Medical Education Unit, University of Nottingham Medical School, Queen's Medical Centre, Nottingham NG7 2UH.
BMJ. 2010 Apr 27;340:c2040. doi: 10.1136/bmj.c2040.
To determine whether there are risk factors in a doctor's time at medical school that are associated with subsequent professional misconduct.
Matched case-control study. Setting Records from medical schools and the General Medical Council (GMC).
59 doctors who had graduated from any one of eight medical schools in the United Kingdom in 1958-97 and had a proved finding of serious professional misconduct in GMC proceedings in 1999-2004 (cases); 236 controls (four for each case) were selected by systematic sampling from matching graduation cohorts. Case-control status was revealed by the GMC after completion of data entry.

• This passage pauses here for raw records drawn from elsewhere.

// WMC - wmc-decoder
// Module: Instruction Property Tests
//
// Copyright (c) 2025 The WMC Project Developers
// Licensed under the MIT license.
// SPDX-License-Identifier: MIT

//! Property tests: any instruction tree the model can represent encodes
//! to bytes that parse back to the identical tree, and those bytes
//! re-encode identically.

use proptest::prelude::*;

use wmc_decoder::prelude::*;

fn value_type_strategy() -> impl Strategy<Value = ValueType> {
    prop_oneof![
        Just(ValueType::I32),
        Just(ValueType::I64),
        Just(ValueType::F32),
        Just(ValueType::F64),
        Just(ValueType::FuncRef),
        Just(ValueType::ExternRef),
    ]
}

fn block_type_strategy() -> impl Strategy<Value = BlockType> {
    prop_oneof![
        Just(BlockType::Empty),
        value_type_strategy().prop_map(BlockType::Value),
    ]
}

fn instruction_strategy() -> impl Strategy<Value = Instruction> {
    let leaf = prop_oneof![
        any::<i32>().prop_map(Instruction::I32Const),
        (0u32..64).prop_map(Instruction::LocalGet),
        (0u32..64).prop_map(Instruction::LocalSet),
        (0u32..8).prop_map(Instruction::Br),
        (0u32..8).prop_map(Instruction::BrIf),
        Just(Instruction::I32Eqz),
        Just(Instruction::I32LtS),
        Just(Instruction::I32GeS),
        Just(Instruction::I32Add),
        Just(Instruction::I32RemS),
    ];
    leaf.prop_recursive(3, 32, 4, |inner| {
        let body = prop::collection::vec(inner, 0..4);
        prop_oneof![
            (block_type_strategy(), body.clone())
                .prop_map(|(block_type, body)| Instruction::Block(block_type, body)),
            (block_type_strategy(), body.clone())
                .prop_map(|(block_type, body)| Instruction::Loop(block_type, body)),
            (
                block_type_strategy(),
                body.clone(),
                proptest::option::of(body)
            )
                .prop_map(|(block_type, then_branch, else_branch)| {
                    Instruction::If(block_type, then_branch, else_branch)
                }),
        ]
    })
}

proptest! {
    #[test]
    fn encode_then_parse_is_identity(
        body in prop::collection::vec(instruction_strategy(), 0..8)
    ) {
        let mut bytes = Vec::new();
        encode_instruction_sequence(&body, &mut bytes);
        bytes.push(binary::END);

        let mut reader = Reader::new(&bytes);
        let parsed = parse_end_terminated_sequence(&mut reader).unwrap();
        prop_assert!(reader.is_empty());
        prop_assert_eq!(parsed, body);
    }

    #[test]
    fn parse_then_encode_is_byte_identity(
        body in prop::collection::vec(instruction_strategy(), 0..8)
    ) {
        let mut bytes = Vec::new();
        encode_instruction_sequence(&body, &mut bytes);
        bytes.push(binary::END);

        let mut reader = Reader::new(&bytes);
        let parsed = parse_end_terminated_sequence(&mut reader).unwrap();

        let mut reencoded = Vec::new();
        encode_instruction_sequence(&parsed, &mut reencoded);
        reencoded.push(binary::END);
        prop_assert_eq!(reencoded, bytes);
    }
}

Odds ratios for being a "case," with multivariable conditional logistic regression of potential risk factors including pre-admission characteristics and progress during the course. These data were obtained from anonymised copies of the students' progress files held by their original medical schools.
Univariate conditional logistic regression analysis found that cases were more likely to be men, to be of lower estimated social class, and to have had academic difficulties during their medical course, especially in the early years. Multivariable analysis showed that male sex (odds ratio 9.80, 95% confidence interval 2.43 to 39.44, P=0.001), lower social class (4.28, 1.52 to 12.09, P=0.006), and failure of early or preclinical examinations (5.47, 2.17 to 13.79, P<0.001) were independently associated with being a case.

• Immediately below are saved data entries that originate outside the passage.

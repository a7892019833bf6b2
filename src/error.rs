// Copyright (c) 2026 rezky_nightky

use thiserror::Error;

pub type Result<T> = std::result::Result<T, RainError>;

#[derive(Debug, Error)]
pub enum RainError {
    #[error("terminal I/O error: {0}")]
    Io(#[from] std::io::Error),

    #[error("{message}")]
    InvalidArgument { message: String },

    #[error("invalid random range: {0}")]
    Range(#[from] rand::distr::uniform::Error),
}

impl RainError {
    #[must_use]
    pub fn invalid(message: impl Into<String>) -> Self {
        Self::InvalidArgument {
            message: message.into(),
        }
    }
}

#[cfg(test)]
mod tests {
    use super::RainError;

    #[test]
    fn invalid_keeps_message_verbatim() {
        let err = RainError::invalid("failed to apply --fps 0 (min 1 max 240)");
        assert_eq!(err.to_string(), "failed to apply --fps 0 (min 1 max 240)");
    }

    #[test]
    fn io_errors_convert_with_question_mark() {
        fn fails() -> super::Result<()> {
            Err(std::io::Error::new(std::io::ErrorKind::BrokenPipe, "closed"))?;
            Ok(())
        }
        let err = fails().unwrap_err();
        assert!(matches!(err, RainError::Io(_)));
        assert!(err.to_string().contains("closed"));
    }
}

This small study suggests that male sex, a lower socioeconomic background, and early academic difficulties at medical school could be risk factors for subsequent professional misconduct. The findings are preliminary and should be interpreted with caution. Most doctors with risk factors will not come before the GMC's disciplinary panels.
确定医生在医学院的时间是否存在与其后续职业不当行为相关的风险因素。
配对病例对照研究。记录来自医学院和医学总会(GMC)的记录。
1958-97 年从英国八所医学院之一毕业的 59 名医生,在 1999-2004 年 GMC 程序中被证实存在严重职业不当行为(病例);通过系统抽样从匹配的毕业队列中选择了 236 名对照(每个病例 4 名)。病例对照状态在数据录入完成后由 GMC 揭示。
作为“病例”的优势比,采用多变量条件逻辑回归分析潜在风险因素,包括入学前特征和课程进展。这些数据是从他们原始医学院持有的学生进展档案的匿名副本中获得的。
单变量条件逻辑回归分析发现,病例更可能是男性,社会阶层较低,并且在医学课程中存在学术困难,尤其是在早期。多变量分析显示,男性(优势比 9.80,95%置信区间 2.43 至 39.44,P=0.001)、较低的社会阶层(4.28,1.52 至 12.09,P=0.006)和早期或临床前考试不及格(5.47,2.17 至 13.79,P<0.001)与成为病例独立相关。
这项小型研究表明,男性、较低的社会经济背景和医学院早期学业困难可能是后续职业不当行为的风险因素。研究结果初步表明,应谨慎解释。大多数存在风险因素的医生不会出现在 GMC 的纪律小组面前。